● **What you will do**: The reply to the records below should contain exactly the lines from the line with "against resource exhaustion" through the line with "fn setup_cors(config: &Config)", and nothing besides.

________________

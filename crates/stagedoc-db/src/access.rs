//! Authorization relation-chain resolver.
//!
//! Follows document → scheduled act → scheduled day → stage → event in a
//! single LEFT JOIN query to find the owner candidates for a document. Every
//! link is optional; a document with no act chain can still be authorized via
//! its own owner column.

use sqlx::{PgPool, Row};
use stagedoc_core::models::DocumentOwners;
use stagedoc_core::AppError;

use crate::documents::DocumentSchema;

/// Read-only repository resolving owner candidates for authorization.
#[derive(Clone)]
pub struct AccessRepository {
    pool: PgPool,
    schema: DocumentSchema,
}

impl AccessRepository {
    pub fn new(pool: PgPool, schema: DocumentSchema) -> Self {
        Self { pool, schema }
    }

    fn owners_sql(&self) -> String {
        // The owner column is deployment-optional; select a typed NULL when
        // it does not exist so the row shape stays uniform.
        let document_owner = if self.schema.has_owner {
            "d.user_id"
        } else {
            "NULL::BIGINT"
        };
        format!(
            "SELECT e.user_id AS event_owner_id, {} AS document_owner_id \
             FROM documents d \
             LEFT JOIN scheduled_acts sa ON sa.id = d.scheduled_act_id \
             LEFT JOIN scheduled_days sd ON sd.id = sa.scheduled_day_id \
             LEFT JOIN stages st ON st.id = sd.stage_id \
             LEFT JOIN events e ON e.id = st.event_id \
             WHERE d.id = $1",
            document_owner
        )
    }

    /// Resolve the event-owner and document-owner candidates for a document.
    ///
    /// Returns `Ok(None)` when no document row exists at all.
    #[tracing::instrument(skip(self), fields(db.table = "documents", db.operation = "select"))]
    pub async fn resolve_owners(
        &self,
        document_id: i64,
    ) -> Result<Option<DocumentOwners>, AppError> {
        let sql = self.owners_sql();
        let row = sqlx::query(&sql)
            .bind(document_id)
            .fetch_optional(&self.pool)
            .await?;

        let row = match row {
            Some(row) => row,
            None => return Ok(None),
        };

        Ok(Some(DocumentOwners {
            event_owner_id: row.try_get("event_owner_id")?,
            document_owner_id: row.try_get("document_owner_id")?,
        }))
    }
}
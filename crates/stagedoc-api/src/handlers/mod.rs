pub mod document_serve;
pub mod health;
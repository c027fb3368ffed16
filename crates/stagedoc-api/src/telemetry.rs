//! Tracing initialization.

use tracing_subscriber::EnvFilter;

/// Install the global subscriber. `RUST_LOG` wins; otherwise `info`.
/// Idempotent so tests can call it freely.
pub fn init_tracing() {
    let filter = EnvFilter::try_from_default_env().unwrap_or_else(|_| EnvFilter::new("info"));
    let _ = tracing_subscriber::fmt().with_env_filter(filter).try_init();
}
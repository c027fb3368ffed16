//! Document record locator.
//!
//! The `documents` table varies across deployments: `original_name`,
//! `file_size`, and `user_id` may be absent. [`DocumentSchema::detect`] probes
//! `information_schema` once at startup and the repositories build their
//! SELECT lists from that adapter, so per-request queries only name columns
//! that actually exist.

use sqlx::{PgPool, Row};
use stagedoc_core::models::DocumentRecord;
use stagedoc_core::AppError;

const OPTIONAL_COLUMNS: &[&str] = &["original_name", "file_size", "user_id"];

/// Which optional `documents` columns exist in this deployment.
#[derive(Debug, Clone, Copy)]
pub struct DocumentSchema {
    pub has_original_name: bool,
    pub has_file_size: bool,
    pub has_owner: bool,
}

impl DocumentSchema {
    /// Probe `information_schema.columns` for the optional columns.
    /// Runs once at startup; the result is shared by all repositories.
    pub async fn detect(pool: &PgPool) -> Result<Self, AppError> {
        let names: Vec<String> = OPTIONAL_COLUMNS.iter().map(|c| c.to_string()).collect();
        let rows = sqlx::query(
            "SELECT column_name FROM information_schema.columns \
             WHERE table_name = 'documents' AND column_name = ANY($1)",
        )
        .bind(&names)
        .fetch_all(pool)
        .await?;

        let mut schema = DocumentSchema {
            has_original_name: false,
            has_file_size: false,
            has_owner: false,
        };
        for row in rows {
            let name: String = row.try_get("column_name")?;
            match name.as_str() {
                "original_name" => schema.has_original_name = true,
                "file_size" => schema.has_file_size = true,
                "user_id" => schema.has_owner = true,
                _ => {}
            }
        }

        tracing::info!(
            has_original_name = schema.has_original_name,
            has_file_size = schema.has_file_size,
            has_owner = schema.has_owner,
            "Detected documents schema"
        );

        Ok(schema)
    }

    /// Schema with every optional column present (tests, fixed deployments).
    pub fn full() -> Self {
        DocumentSchema {
            has_original_name: true,
            has_file_size: true,
            has_owner: true,
        }
    }

    /// SELECT list for loading a document record, restricted to columns that
    /// exist; absent columns are selected as typed NULLs so row mapping stays
    /// uniform.
    fn select_list(&self) -> String {
        let original_name = if self.has_original_name {
            "original_name"
        } else {
            "NULL::TEXT AS original_name"
        };
        let file_size = if self.has_file_size {
            "file_size"
        } else {
            "NULL::BIGINT AS file_size"
        };
        let owner = if self.has_owner {
            "user_id"
        } else {
            "NULL::BIGINT AS user_id"
        };
        format!(
            "id, title, {}, media_type, {}, {}, external_url, storage_key, local_path",
            original_name, file_size, owner
        )
    }
}

/// Read-only repository for document metadata.
#[derive(Clone)]
pub struct DocumentRepository {
    pool: PgPool,
    schema: DocumentSchema,
}

impl DocumentRepository {
    pub fn new(pool: PgPool, schema: DocumentSchema) -> Self {
        Self { pool, schema }
    }

    /// Load one document's metadata.
    ///
    /// Returns `Ok(None)` when the row is missing - including the benign race
    /// where it disappeared between the authorization check and this load.
    #[tracing::instrument(skip(self), fields(db.table = "documents", db.operation = "select"))]
    pub async fn get(&self, document_id: i64) -> Result<Option<DocumentRecord>, AppError> {
        let sql = format!(
            "SELECT {} FROM documents WHERE id = $1",
            self.schema.select_list()
        );

        let row = sqlx::query(&sql)
            .bind(document_id)
            .fetch_optional(&self.pool)
            .await?;

        let row = match row {
            Some(row) => row,
            None => return Ok(None),
        };

        Ok(Some(DocumentRecord {
            id: row.try_get("id")?,
            title: row.try_get("title")?,
            original_name: row.try_get("original_name")?,
            media_type: row.try_get("media_type")?,
            file_size: row.try_get("file_size")?,
            owner_id: row.try_get("user_id")?,
            external_url: row.try_get("external_url")?,
            storage_key: row.try_get("storage_key")?,
            local_path: row.try_get("local_path")?,
        }))
    }
}
use stagedoc_core::Config;

#[tokio::main]
async fn main() -> Result<(), anyhow::Error> {
    dotenvy::dotenv().ok();

    // Load configuration
    let config = Config::from_env()?;

    // Initialize the application (database, storage, routes)
    let (_state, router) = stagedoc_api::setup::initialize_app(config.clone()).await?;

    // Start the server
    stagedoc_api::setup::server::start_server(&config, router).await?;

    Ok(())
}
//! Route configuration and setup

use crate::auth::session_middleware;
use crate::handlers;
use crate::middleware::{security_headers_middleware, SecurityHeadersConfig};
use crate::state::AppState;
use anyhow::{Context, Result};
use axum::http::{HeaderValue, Method};
use axum::routing::get;
use axum::Router;
use stagedoc_core::Config;
use std::sync::Arc;
use tower::limit::ConcurrencyLimitLayer;
use tower_http::cors::{Any, CorsLayer};
use tower_http::trace::TraceLayer;

/// Setup all application routes
pub fn setup_routes(config: &Config, state: Arc<AppState>) -> Result<Router> {
    let cors = setup_cors(config)?;

    let security_headers_config = Arc::new(SecurityHeadersConfig::new(
        config.allowed_asset_origins().to_vec(),
    ));

    // Server-level concurrency limit to protect against resource exhaustion
    // under extreme load; streaming responses can be long-lived.
    let http_concurrency_limit = std::env::var("HTTP_CONCURRENCY_LIMIT")
        .ok()
        .and_then(|s| s.parse::<usize>().ok())
        .unwrap_or(10_000)
        .max(1);

    let app = Router::new()
        .route("/documents", get(handlers::document_serve::serve_document))
        .route("/health", get(handlers::health::health_check))
        .layer(axum::middleware::from_fn_with_state(
            security_headers_config,
            security_headers_middleware,
        ))
        .layer(axum::middleware::from_fn(session_middleware))
        .layer(ConcurrencyLimitLayer::new(http_concurrency_limit))
        .layer(TraceLayer::new_for_http())
        .layer(cors)
        .with_state(state);

    Ok(app)
}

fn setup_cors(config: &Config) -> Result<CorsLayer> {
    let origins = config.cors_origins();
    if origins.is_empty() || origins.iter().any(|o| o == "*") {
        return Ok(CorsLayer::new()
            .allow_origin(Any)
            .allow_methods([Method::GET])
            .allow_headers(Any));
    }

    let parsed: Vec<HeaderValue> = origins
        .iter()
        .map(|origin| origin.parse::<HeaderValue>())
        .collect::<Result<_, _>>()
        .context("Invalid CORS origin")?;

    Ok(CorsLayer::new()
        .allow_origin(parsed)
        .allow_methods([Method::GET])
        .allow_headers(Any))
}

________________

● **Response box**:
    // Server-level concurrency limit to protect against resource exhaustion
    // under extreme load; streaming responses can be long-lived.
    let http_concurrency_limit = std::env::var("HTTP_CONCURRENCY_LIMIT")
        .ok()
        .and_then(|s| s.parse::<usize>().ok())
        .unwrap_or(10_000)
        .max(1);

    let app = Router::new()
        .route("/documents", get(handlers::document_serve::serve_document))
        .route("/health", get(handlers::health::health_check))
        .layer(axum::middleware::from_fn_with_state(
            security_headers_config,
            security_headers_middleware,
        ))
        .layer(axum::middleware::from_fn(session_middleware))
        .layer(ConcurrencyLimitLayer::new(http_concurrency_limit))
        .layer(TraceLayer::new_for_http())
        .layer(cors)
        .with_state(state);

    Ok(app)
}

fn setup_cors(config: &Config) -> Result<CorsLayer> {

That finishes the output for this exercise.